**What the task requires**
For the word "gateway", find each line in the entries where it occurs and copy that line.

● ● ● ●

use anyhow::Result;
use arc_swap::ArcSwap;
use axum::{
    extract::DefaultBodyLimit,
    http::{HeaderValue, Method},
    routing::{get, post},
    Router,
};
use metrics_exporter_prometheus::PrometheusHandle;
use std::{net::SocketAddr, path::PathBuf, sync::Arc, time::Duration};
use tokio::sync::broadcast;
use tower_http::{
    cors::{Any, CorsLayer},
    trace::TraceLayer,
};
use tracing::{info, warn};

use crate::{
    analysis::PlaceholderSlicer,
    config::{Config, ServerConfig},
    handlers::{self, AppState},
    metrics, payment, pricing,
    signals::{setup_signal_handlers, ShutdownSignal},
    store::{OrderLedger, QuoteStore},
    uploads::UploadStore,
};

const CLEANUP_INTERVAL: Duration = Duration::from_secs(3600);

/// Start the quoting server
///
/// This function:
/// 1. Initializes metrics
/// 2. Builds the pricing engine, upload store and payment gateway
/// 3. Sets up signal handlers for graceful shutdown and config reload
/// 4. Starts the periodic cleanup of expired uploads and quotes
/// 5. Binds to the configured address and serves until shutdown
pub async fn start_server(config: Config, config_path: PathBuf) -> Result<()> {
    let metrics_handle = if config.metrics.enabled {
        info!("Initializing Prometheus metrics...");
        match metrics::init_metrics() {
            Ok(handle) => Some(Arc::new(handle)),
            Err(e) => {
                warn!("Metrics disabled, recorder could not be installed: {}", e);
                None
            }
        }
    } else {
        None
    };

    let engine = pricing::engine_from_config(&config)?;
    let config_swap = Arc::new(ArcSwap::from_pointee(config.clone()));
    let engine_swap = Arc::new(ArcSwap::from_pointee(engine));

    // SIGTERM/SIGINT shut down; SIGHUP reloads config and pricing
    let (shutdown_tx, signal_handle) =
        setup_signal_handlers(config_path, config_swap.clone(), engine_swap.clone());
    let mut shutdown_rx = shutdown_tx.subscribe();

    let uploads = Arc::new(UploadStore::new(&config.uploads));
    uploads.ensure_directory().await?;

    let app_state = AppState {
        config: config_swap,
        engine: engine_swap,
        analyzer: Arc::new(PlaceholderSlicer::new(&config.analysis)),
        gateway: payment::gateway_from_config(&config.payment)?,
        uploads,
        quotes: Arc::new(QuoteStore::new(config.pricing.quote_validity_hours)),
        orders: Arc::new(OrderLedger::new()),
    };

    spawn_cleanup_task(
        app_state.clone(),
        Duration::from_secs(config.uploads.max_age_hours * 3600),
        shutdown_tx.subscribe(),
    );

    let app = create_router(app_state.clone(), metrics_handle);

    let addr = SocketAddr::from((
        config.server.host.parse::<std::net::IpAddr>()?,
        config.server.port,
    ));

    info!("Starting print quote service on {}", addr);
    info!(
        materials = config.materials.catalog.len(),
        default_material = %config.materials.default_material,
        payment_provider = app_state.gateway.name(),
        analyzer = app_state.analyzer.name(),
        upload_dir = %app_state.uploads.root().display(),
        "Configuration loaded"
    );

    let listener = tokio::net::TcpListener::bind(addr).await?;

    axum::serve(listener, app)
        .with_graceful_shutdown(async move {
            let _ = shutdown_rx.recv().await;
            info!("Shutdown signal received, draining connections...");
        })
        .await?;

    signal_handle.await?;
    info!("Server stopped gracefully");

    Ok(())
}

/// Hourly removal of stale uploads, expired quotes and settled orders
fn spawn_cleanup_task(
    state: AppState,
    max_age: Duration,
    mut shutdown_rx: broadcast::Receiver<ShutdownSignal>,
) {
    tokio::spawn(async move {
        let mut interval = tokio::time::interval(CLEANUP_INTERVAL);

        loop {
            tokio::select! {
                _ = interval.tick() => {
                    match state.uploads.cleanup_expired(max_age).await {
                        Ok(removed) if removed > 0 => info!(removed, "Removed expired uploads"),
                        Ok(_) => {}
                        Err(e) => warn!(error = %e, "Upload cleanup failed"),
                    }
                    let now = chrono::Utc::now();
                    let purged = state.quotes.purge_expired(now);
                    if purged > 0 {
                        info!(purged, "Purged expired quotes");
                    }
                    let retention =
                        chrono::Duration::hours(state.config.load().payment.order_retention_hours);
                    let dropped = state.orders.purge_settled(now - retention);
                    if dropped > 0 {
                        info!(dropped, "Dropped settled orders past retention");
                    }
                }
                _ = shutdown_rx.recv() => break,
            }
        }
    });
}

fn cors_layer(server: &ServerConfig) -> CorsLayer {
    let layer = CorsLayer::new()
        .allow_methods([Method::GET, Method::POST, Method::OPTIONS])
        .allow_headers(Any);

    if server.cors_allowed_origins.iter().any(|origin| origin == "*") {
        return layer.allow_origin(Any);
    }

    let origins: Vec<HeaderValue> = server
        .cors_allowed_origins
        .iter()
        .filter_map(|origin| match origin.parse::<HeaderValue>() {
            Ok(value) => Some(value),
            Err(_) => {
                warn!(origin = %origin, "Ignoring invalid CORS origin");
                None
            }
        })
        .collect();

    layer.allow_origin(origins)
}

/// Create the Axum router with all routes and middleware
pub fn create_router(app_state: AppState, metrics_handle: Option<Arc<PrometheusHandle>>) -> Router {
    let config = app_state.config.load_full();

    let api_routes = Router::new()
        .route("/materials", get(handlers::materials::list_materials))
        .route("/upload/stl", post(handlers::upload::upload_stl))
        .route("/upload/validate", post(handlers::upload::validate_stl))
        .route("/upload/cleanup", post(handlers::upload::cleanup_uploads))
        .route("/quote/calculate", post(handlers::quote::calculate_quote))
        .route("/quote/estimate", post(handlers::quote::estimate_quote))
        .route("/payment/create-order", post(handlers::payment::create_order))
        .route("/payment/capture-order", post(handlers::payment::capture_order))
        .route("/payment/webhook", post(handlers::payment::webhook))
        .route("/payment/order/:order_id", get(handlers::payment::get_order))
        .route("/payment/receipt/:transaction_id", get(handlers::payment::get_receipt))
        .with_state(app_state);

    let mut app = Router::new()
        .route("/health", get(handlers::health::health_check))
        .nest("/api/v1", api_routes);

    if let Some(handle) = metrics_handle {
        let metrics_routes = Router::new()
            .route(&config.metrics.endpoint, get(handlers::metrics_handler::metrics))
            .with_state(handle);
        app = app.merge(metrics_routes);
    }

    app.layer(DefaultBodyLimit::max(config.server.max_body_bytes))
        .layer(cors_layer(&config.server))
        .layer(TraceLayer::new_for_http())
}

#[cfg(test)]
mod tests {
    use super::*;
    use crate::handlers::test_support::create_test_state;
    use axum::body::Body;
    use axum::http::{Request, StatusCode};
    use tower::ServiceExt;

    #[tokio::test]
    async fn test_health_route() {
        let dir = tempfile::tempdir().unwrap();
        let app = create_router(create_test_state(dir.path()), None);

        let response = app
            .oneshot(Request::builder().uri("/health").body(Body::empty()).unwrap())
            .await
            .unwrap();
        assert_eq!(response.status(), StatusCode::OK);
    }

    #[tokio::test]
    async fn test_metrics_route_only_when_enabled() {
        let dir = tempfile::tempdir().unwrap();
        let app = create_router(create_test_state(dir.path()), None);
        let response = app
            .oneshot(Request::builder().uri("/metrics").body(Body::empty()).unwrap())
            .await
            .unwrap();
        assert_eq!(response.status(), StatusCode::NOT_FOUND);

        let recorder = metrics_exporter_prometheus::PrometheusBuilder::new().build_recorder();
        let app = create_router(create_test_state(dir.path()), Some(Arc::new(recorder.handle())));
        let response = app
            .oneshot(Request::builder().uri("/metrics").body(Body::empty()).unwrap())
            .await
            .unwrap();
        assert_eq!(response.status(), StatusCode::OK);
    }
}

● ● ● ●

**Solution for this exercise**
/// 2. Builds the pricing engine, upload store and payment gateway
        gateway: payment::gateway_from_config(&config.payment)?,
        payment_provider = app_state.gateway.name(),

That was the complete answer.